- _EXERCISE BRIEF_
Return verbatim all lines from the first one in the records to the line with "pub fn with_base_url(mut", both ends kept.

+++ MATERIAL PROVIDED +++

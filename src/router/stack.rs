//! Top-level locale-aware router.
//!
//! Wraps an ordinary `RouteStack`. Matching strips a leading `/<locale>`
//! segment before the child routes see the path; assembly puts it back
//! according to the default-locale visibility policy.

use crate::error::RouteError;
use crate::i18n::{codec, LocaleRegistry};
use crate::router::{
    AssembleContext, AssembleOptions, MatchContext, MatchOutcome, Params, Redirect, Route,
    RouteRequest, RouteStack, Routing, LOCALE,
};
use tracing::debug;
use url::{Position, Url};

/// Locale prefix found at the start of the routed path.
#[derive(Debug, Clone, PartialEq, Eq)]
struct DetectedLocale {
    locale: String,
    /// Bytes consumed: the leading slash plus the segment.
    length: usize,
    trailing_slash: bool,
}

#[derive(Default)]
pub struct LocaleAwareRouteStack {
    routes: RouteStack,
    base_url: Option<String>,
    default_params: Params,
}

impl LocaleAwareRouteStack {
    pub fn new(routes: RouteStack) -> Self {
        Self {
            routes,
            ..Self::default()
        }
    }

    /// Fix the base URL instead of taking it from each request.
    pub fn with_base_url(mut self, base_url: impl Into<String>) -> Self {
        self.base_url = Some(base_url.into().trim_end_matches('/').to_string());
        self
    }

    /// Parameter merged into every match that does not set it itself.
    pub fn with_default_param(mut self, name: impl Into<String>, value: impl Into<String>) -> Self {
        self.default_params.insert(name.into(), value.into());
        self
    }

    pub fn add_route(&mut self, name: impl Into<String>, route: impl Route + 'static) {
        self.routes.add_route(name, route);
    }

    pub fn routes(&self) -> &RouteStack {
        &self.routes
    }

    fn base_url<'a>(&'a self, request: Option<&'a RouteRequest>) -> &'a str {
        self.base_url
            .as_deref()
            .or_else(|| request.map(RouteRequest::base_url))
            .unwrap_or_default()
    }

    /// Look for a locale prefix at `offset`.
    ///
    /// Only a registered locale written exactly in `language[-REGION]` form
    /// counts; `/es-es/` or `/es_ES/` are left to the child routes.
    fn detect_locale(
        &self,
        path: &str,
        offset: usize,
        registry: &LocaleRegistry,
    ) -> Option<DetectedLocale> {
        let rest = path.get(offset..)?.strip_prefix('/')?;
        let next_slash = rest.find('/');
        let segment = &rest[..next_slash.unwrap_or(rest.len())];

        if !registry.has_locale(segment) {
            return None;
        }

        let expected = codec::format(segment, true).ok()?;
        if segment != expected {
            debug!("Locale segment {:?} is not in canonical form, ignoring", segment);
            return None;
        }

        Some(DetectedLocale {
            locale: expected,
            length: segment.len() + 1,
            trailing_slash: next_slash.is_some(),
        })
    }

    /// Route a request.
    ///
    /// The first child route whose match covers the whole remaining path
    /// wins. A locale prefix without trailing slash yields a redirect to the
    /// slash-terminated URI and no child is tried.
    pub fn match_request(
        &self,
        request: &RouteRequest,
        registry: Option<&LocaleRegistry>,
    ) -> Routing {
        let path = request.path();
        let base_url = self.base_url(Some(request));

        let within_base = path
            .strip_prefix(base_url)
            .is_some_and(|rest| rest.is_empty() || rest.starts_with('/'));
        if !within_base {
            debug!("Path {} is outside base URL {}", path, base_url);
            return Routing::default();
        }

        let mut offset = base_url.len();
        let mut path_locale = None;

        if let Some(registry) = registry {
            if let Some(detected) = self.detect_locale(path, offset, registry) {
                if !detected.trailing_slash {
                    debug!("Redirecting {} to add a trailing slash", path);
                    return Routing {
                        path_locale: Some(detected.locale.clone()),
                        outcome: Some(MatchOutcome::Redirect(Redirect {
                            location: request.with_trailing_slash(),
                            locale: detected.locale,
                        })),
                    };
                }

                debug!("Detected locale {} in path {}", detected.locale, path);
                offset += detected.length;
                path_locale = Some(detected.locale);
            }
        }

        let remaining = path.len() - offset;
        let cx = MatchContext::new(request, registry);

        let outcome = match self.routes.match_at(&cx, offset, Some(remaining)) {
            Some(MatchOutcome::Match(mut route_match)) => {
                for (name, value) in &self.default_params {
                    if route_match.param(name).is_none() {
                        route_match.set_param(name.clone(), value.clone());
                    }
                }

                if let Some(registry) = registry {
                    if route_match.param(LOCALE).is_none() {
                        let locale = route_match
                            .locale()
                            .or(path_locale.as_deref())
                            .unwrap_or(registry.locale())
                            .to_string();
                        route_match.set_param(LOCALE, locale);
                    }
                }

                Some(MatchOutcome::Match(route_match))
            }
            other => other,
        };

        Routing {
            path_locale,
            outcome,
        }
    }

    /// Assemble a URL for the route named in `options`.
    ///
    /// The locale prefix is emitted when the target locale is not the
    /// default, when it is the locale the current request was addressed
    /// with, or when `display_default_locale` is set.
    pub fn assemble(
        &self,
        params: &Params,
        options: &AssembleOptions,
        cx: &AssembleContext<'_>,
    ) -> Result<String, RouteError> {
        if options.name.is_none() {
            return Err(RouteError::MissingName);
        }

        let mut params = params.clone();
        for (name, value) in &self.default_params {
            params.entry(name.clone()).or_insert_with(|| value.clone());
        }

        let mut options = options.clone();
        let mut prefix = String::new();

        if let Some(registry) = cx.registry {
            let locale = codec::canonicalize(
                options.locale.as_deref().unwrap_or(registry.locale()),
            )?;

            let from_path = registry
                .path_locale()
                .is_some_and(|path_locale| codec::equivalent(path_locale, &locale));

            if !registry.is_default_locale(&locale) || from_path || options.display_default_locale
            {
                prefix = format!("/{}", codec::format(&locale, true)?);
            }

            options.locale = Some(locale);
        }

        let child_path = self.routes.assemble(&params, &options, cx.registry)?;
        let path = format!("{}{}{}", self.base_url(cx.request), prefix, child_path);

        compose_uri(&path, &options, cx.request)
    }
}

/// Attach query and fragment, and make the URI absolute when asked to.
fn compose_uri(
    path: &str,
    options: &AssembleOptions,
    request: Option<&RouteRequest>,
) -> Result<String, RouteError> {
    if options.force_canonical || options.uri.is_some() {
        let mut uri = match (&options.uri, request) {
            (Some(uri), _) => uri.clone(),
            (None, Some(request)) => request.uri().clone(),
            (None, None) => return Err(RouteError::RequestUriMissing),
        };
        uri.set_path(path);
        uri.set_query(options.query.as_deref());
        uri.set_fragment(options.fragment.as_deref());
        return Ok(uri.to_string());
    }

    if options.normalize_path {
        let mut uri = Url::parse("http://localhost/")?;
        uri.set_path(path);
        uri.set_query(options.query.as_deref());
        uri.set_fragment(options.fragment.as_deref());
        return Ok(uri[Position::BeforePath..].to_string());
    }

    let mut uri = path.to_string();
    if let Some(query) = &options.query {
        uri.push('?');
        uri.push_str(query);
    }
    if let Some(fragment) = &options.fragment {
        uri.push('#');
        uri.push_str(fragment);
    }
    Ok(uri)
}
use anyhow::{Context, Result};
use locale_router::config::Config;
use locale_router::i18n::{LocaleCatalog, StaticCatalog, SysLocale, SystemLocale};
use locale_router::server::{self, AppState};
use std::net::SocketAddr;
use std::sync::Arc;
use tracing::info;

#[tokio::main]
async fn main() -> Result<()> {
    // Load .env file (ignored in production)
    let _ = dotenvy::dotenv();

    // Initialize logging
    tracing_subscriber::fmt()
        .with_env_filter(
            tracing_subscriber::EnvFilter::from_default_env()
                .add_directive("locale_router=info".parse()?),
        )
        .init();

    info!("Starting locale router");

    // Load configuration from environment
    let config = Config::from_env()?;

    let catalog: Arc<dyn LocaleCatalog> = Arc::new(StaticCatalog::builtin());
    let system: Arc<dyn SystemLocale> = Arc::new(SysLocale);

    // Unsupported locales are a startup error, not a per-request warning
    let registry = config
        .validate(Arc::clone(&catalog), Arc::clone(&system))
        .context("Invalid locale configuration")?;
    info!(
        "Locales: {:?} (default {})",
        registry.available_locales(),
        registry.default_locale()
    );

    let addr = SocketAddr::from(([0, 0, 0, 0], config.port));
    let state = AppState::new(config, server::demo_routes(), catalog, system);

    let listener = tokio::net::TcpListener::bind(addr)
        .await
        .with_context(|| format!("Failed to bind {}", addr))?;
    info!("Listening on {}", addr);

    axum::serve(listener, server::app(state))
        .await
        .context("Server error")?;

    Ok(())
}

+++

- _ANSWER_
filename src/router/stack.rs
//! Top-level locale-aware router.
//!
//! Wraps an ordinary `RouteStack`. Matching strips a leading `/<locale>`
//! segment before the child routes see the path; assembly puts it back
//! according to the default-locale visibility policy.

use crate::error::RouteError;
use crate::i18n::{codec, LocaleRegistry};
use crate::router::{
    AssembleContext, AssembleOptions, MatchContext, MatchOutcome, Params, Redirect, Route,
    RouteRequest, RouteStack, Routing, LOCALE,
};
use tracing::debug;
use url::{Position, Url};

/// Locale prefix found at the start of the routed path.
#[derive(Debug, Clone, PartialEq, Eq)]
struct DetectedLocale {
    locale: String,
    /// Bytes consumed: the leading slash plus the segment.
    length: usize,
    trailing_slash: bool,
}

#[derive(Default)]
pub struct LocaleAwareRouteStack {
    routes: RouteStack,
    base_url: Option<String>,
    default_params: Params,
}

impl LocaleAwareRouteStack {
    pub fn new(routes: RouteStack) -> Self {
        Self {
            routes,
            ..Self::default()
        }
    }

    /// Fix the base URL instead of taking it from each request.
    pub fn with_base_url(mut self, base_url: impl Into<String>) -> Self {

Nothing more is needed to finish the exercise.